▶ [THE TASK] Scan the records below for the string "invalidations" and return every line where it appears.

-*-

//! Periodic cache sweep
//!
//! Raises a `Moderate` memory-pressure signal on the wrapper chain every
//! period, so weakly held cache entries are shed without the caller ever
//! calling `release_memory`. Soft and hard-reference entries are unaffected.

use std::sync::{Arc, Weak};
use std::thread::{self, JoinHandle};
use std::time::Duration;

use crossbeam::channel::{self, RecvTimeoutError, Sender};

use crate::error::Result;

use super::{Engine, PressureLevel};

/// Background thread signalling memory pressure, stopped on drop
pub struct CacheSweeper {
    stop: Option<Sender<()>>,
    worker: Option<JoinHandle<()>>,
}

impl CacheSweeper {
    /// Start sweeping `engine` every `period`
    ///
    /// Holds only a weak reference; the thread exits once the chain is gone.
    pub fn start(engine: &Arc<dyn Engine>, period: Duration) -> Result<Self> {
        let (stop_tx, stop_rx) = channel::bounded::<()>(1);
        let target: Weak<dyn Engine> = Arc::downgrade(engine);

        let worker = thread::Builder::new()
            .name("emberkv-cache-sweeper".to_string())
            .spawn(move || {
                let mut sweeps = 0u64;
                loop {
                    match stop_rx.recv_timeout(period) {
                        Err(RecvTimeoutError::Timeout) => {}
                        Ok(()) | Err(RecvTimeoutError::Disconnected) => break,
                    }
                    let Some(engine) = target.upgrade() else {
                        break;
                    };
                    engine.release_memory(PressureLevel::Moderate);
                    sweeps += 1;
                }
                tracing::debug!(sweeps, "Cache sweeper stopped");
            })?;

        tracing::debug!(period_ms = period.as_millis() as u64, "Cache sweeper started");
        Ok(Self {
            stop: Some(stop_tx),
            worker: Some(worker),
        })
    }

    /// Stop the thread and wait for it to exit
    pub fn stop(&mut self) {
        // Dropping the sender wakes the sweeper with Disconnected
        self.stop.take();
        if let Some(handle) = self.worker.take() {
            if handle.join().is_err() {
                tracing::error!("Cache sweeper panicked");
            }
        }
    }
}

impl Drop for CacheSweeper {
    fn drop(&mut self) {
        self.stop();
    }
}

-*-

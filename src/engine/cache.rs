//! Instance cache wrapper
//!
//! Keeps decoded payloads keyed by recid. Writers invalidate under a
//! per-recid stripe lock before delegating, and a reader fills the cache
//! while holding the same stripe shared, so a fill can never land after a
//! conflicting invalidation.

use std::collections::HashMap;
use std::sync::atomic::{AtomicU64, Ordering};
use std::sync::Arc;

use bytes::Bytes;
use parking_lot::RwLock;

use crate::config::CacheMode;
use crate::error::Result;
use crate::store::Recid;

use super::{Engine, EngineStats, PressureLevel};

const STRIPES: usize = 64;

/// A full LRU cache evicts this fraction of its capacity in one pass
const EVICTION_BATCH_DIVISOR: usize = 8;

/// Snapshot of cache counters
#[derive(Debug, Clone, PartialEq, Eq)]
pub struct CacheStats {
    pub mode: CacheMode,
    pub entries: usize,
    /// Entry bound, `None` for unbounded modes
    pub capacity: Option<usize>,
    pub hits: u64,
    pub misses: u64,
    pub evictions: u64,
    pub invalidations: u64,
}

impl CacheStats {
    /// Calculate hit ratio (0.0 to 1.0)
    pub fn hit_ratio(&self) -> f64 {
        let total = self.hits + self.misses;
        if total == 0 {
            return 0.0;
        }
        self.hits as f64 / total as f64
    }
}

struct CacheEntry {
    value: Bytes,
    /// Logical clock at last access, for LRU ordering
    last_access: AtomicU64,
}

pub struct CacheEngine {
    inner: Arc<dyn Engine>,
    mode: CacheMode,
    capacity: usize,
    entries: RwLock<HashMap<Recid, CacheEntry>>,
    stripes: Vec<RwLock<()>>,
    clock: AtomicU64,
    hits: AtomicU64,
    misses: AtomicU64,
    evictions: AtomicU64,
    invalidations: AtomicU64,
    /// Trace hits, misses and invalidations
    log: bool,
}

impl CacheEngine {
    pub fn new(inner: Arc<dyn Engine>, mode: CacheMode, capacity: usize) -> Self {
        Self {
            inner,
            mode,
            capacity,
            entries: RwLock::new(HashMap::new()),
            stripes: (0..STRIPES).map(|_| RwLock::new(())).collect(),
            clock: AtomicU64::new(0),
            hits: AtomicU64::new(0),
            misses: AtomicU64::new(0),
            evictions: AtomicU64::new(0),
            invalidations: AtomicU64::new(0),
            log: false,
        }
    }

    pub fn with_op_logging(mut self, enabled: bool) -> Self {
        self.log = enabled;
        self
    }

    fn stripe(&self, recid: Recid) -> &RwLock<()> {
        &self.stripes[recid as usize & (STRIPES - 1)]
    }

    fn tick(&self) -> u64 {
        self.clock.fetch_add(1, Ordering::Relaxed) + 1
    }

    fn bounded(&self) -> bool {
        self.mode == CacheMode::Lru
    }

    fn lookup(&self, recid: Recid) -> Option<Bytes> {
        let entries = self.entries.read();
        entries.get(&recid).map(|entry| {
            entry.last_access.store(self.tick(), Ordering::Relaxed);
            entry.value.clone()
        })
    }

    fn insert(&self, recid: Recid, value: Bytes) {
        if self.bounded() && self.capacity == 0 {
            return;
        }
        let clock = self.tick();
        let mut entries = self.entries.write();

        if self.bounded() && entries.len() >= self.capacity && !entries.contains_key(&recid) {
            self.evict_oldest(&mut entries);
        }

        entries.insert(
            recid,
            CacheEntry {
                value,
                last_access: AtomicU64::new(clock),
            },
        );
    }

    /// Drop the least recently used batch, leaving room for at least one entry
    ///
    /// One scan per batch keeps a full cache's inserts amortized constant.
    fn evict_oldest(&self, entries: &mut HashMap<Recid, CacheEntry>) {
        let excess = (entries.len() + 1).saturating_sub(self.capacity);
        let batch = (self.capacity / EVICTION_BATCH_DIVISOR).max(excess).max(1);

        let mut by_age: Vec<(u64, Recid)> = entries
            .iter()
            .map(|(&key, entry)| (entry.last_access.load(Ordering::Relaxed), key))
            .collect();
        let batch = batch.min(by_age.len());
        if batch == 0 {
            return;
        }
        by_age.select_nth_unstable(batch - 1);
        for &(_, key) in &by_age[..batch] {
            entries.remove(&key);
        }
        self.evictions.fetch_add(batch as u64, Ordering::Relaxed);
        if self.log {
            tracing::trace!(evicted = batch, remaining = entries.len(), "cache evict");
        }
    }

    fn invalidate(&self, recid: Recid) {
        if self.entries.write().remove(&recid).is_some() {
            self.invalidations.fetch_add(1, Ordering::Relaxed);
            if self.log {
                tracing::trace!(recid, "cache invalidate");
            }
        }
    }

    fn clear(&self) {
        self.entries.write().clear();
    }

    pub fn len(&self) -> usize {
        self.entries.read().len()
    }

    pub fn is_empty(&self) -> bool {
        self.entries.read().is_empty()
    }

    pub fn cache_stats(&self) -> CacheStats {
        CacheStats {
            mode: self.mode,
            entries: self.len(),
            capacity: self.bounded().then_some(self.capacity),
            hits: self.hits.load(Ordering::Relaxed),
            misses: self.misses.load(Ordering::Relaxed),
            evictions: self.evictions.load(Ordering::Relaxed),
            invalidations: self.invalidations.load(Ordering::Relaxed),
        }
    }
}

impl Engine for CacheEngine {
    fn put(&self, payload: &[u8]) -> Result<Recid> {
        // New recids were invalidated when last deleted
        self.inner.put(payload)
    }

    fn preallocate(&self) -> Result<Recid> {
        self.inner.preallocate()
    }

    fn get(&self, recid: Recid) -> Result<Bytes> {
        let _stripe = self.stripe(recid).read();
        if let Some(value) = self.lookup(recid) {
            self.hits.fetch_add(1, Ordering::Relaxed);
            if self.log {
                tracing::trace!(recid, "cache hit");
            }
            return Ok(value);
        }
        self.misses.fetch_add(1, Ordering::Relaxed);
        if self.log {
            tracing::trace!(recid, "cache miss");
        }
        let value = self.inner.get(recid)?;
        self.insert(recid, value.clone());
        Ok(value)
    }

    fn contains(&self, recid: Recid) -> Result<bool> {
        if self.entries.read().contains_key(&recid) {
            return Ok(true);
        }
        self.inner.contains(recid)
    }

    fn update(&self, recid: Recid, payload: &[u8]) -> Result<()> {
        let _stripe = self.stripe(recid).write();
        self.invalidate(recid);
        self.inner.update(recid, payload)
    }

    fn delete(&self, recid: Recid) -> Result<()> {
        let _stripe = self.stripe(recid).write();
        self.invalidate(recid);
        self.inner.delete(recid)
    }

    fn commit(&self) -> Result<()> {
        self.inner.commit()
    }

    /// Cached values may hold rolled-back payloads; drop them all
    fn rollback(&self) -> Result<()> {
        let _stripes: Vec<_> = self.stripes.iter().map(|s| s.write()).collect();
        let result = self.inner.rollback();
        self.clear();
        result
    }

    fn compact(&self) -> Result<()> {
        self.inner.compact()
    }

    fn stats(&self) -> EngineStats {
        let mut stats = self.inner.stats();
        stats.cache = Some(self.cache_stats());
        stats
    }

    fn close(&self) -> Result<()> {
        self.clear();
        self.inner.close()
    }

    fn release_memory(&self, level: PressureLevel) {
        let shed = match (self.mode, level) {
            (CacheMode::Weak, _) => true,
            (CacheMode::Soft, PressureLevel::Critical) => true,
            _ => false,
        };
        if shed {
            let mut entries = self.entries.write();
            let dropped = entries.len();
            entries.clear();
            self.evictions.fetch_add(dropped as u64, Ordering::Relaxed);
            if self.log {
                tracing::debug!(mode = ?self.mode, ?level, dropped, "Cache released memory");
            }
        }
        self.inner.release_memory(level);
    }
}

-*-

▶ [RESPONSE TO THE EXERCISE]
    pub invalidations: u64,
    invalidations: AtomicU64,
    /// Trace hits, misses and invalidations
            invalidations: AtomicU64::new(0),
            self.invalidations.fetch_add(1, Ordering::Relaxed);
            invalidations: self.invalidations.load(Ordering::Relaxed),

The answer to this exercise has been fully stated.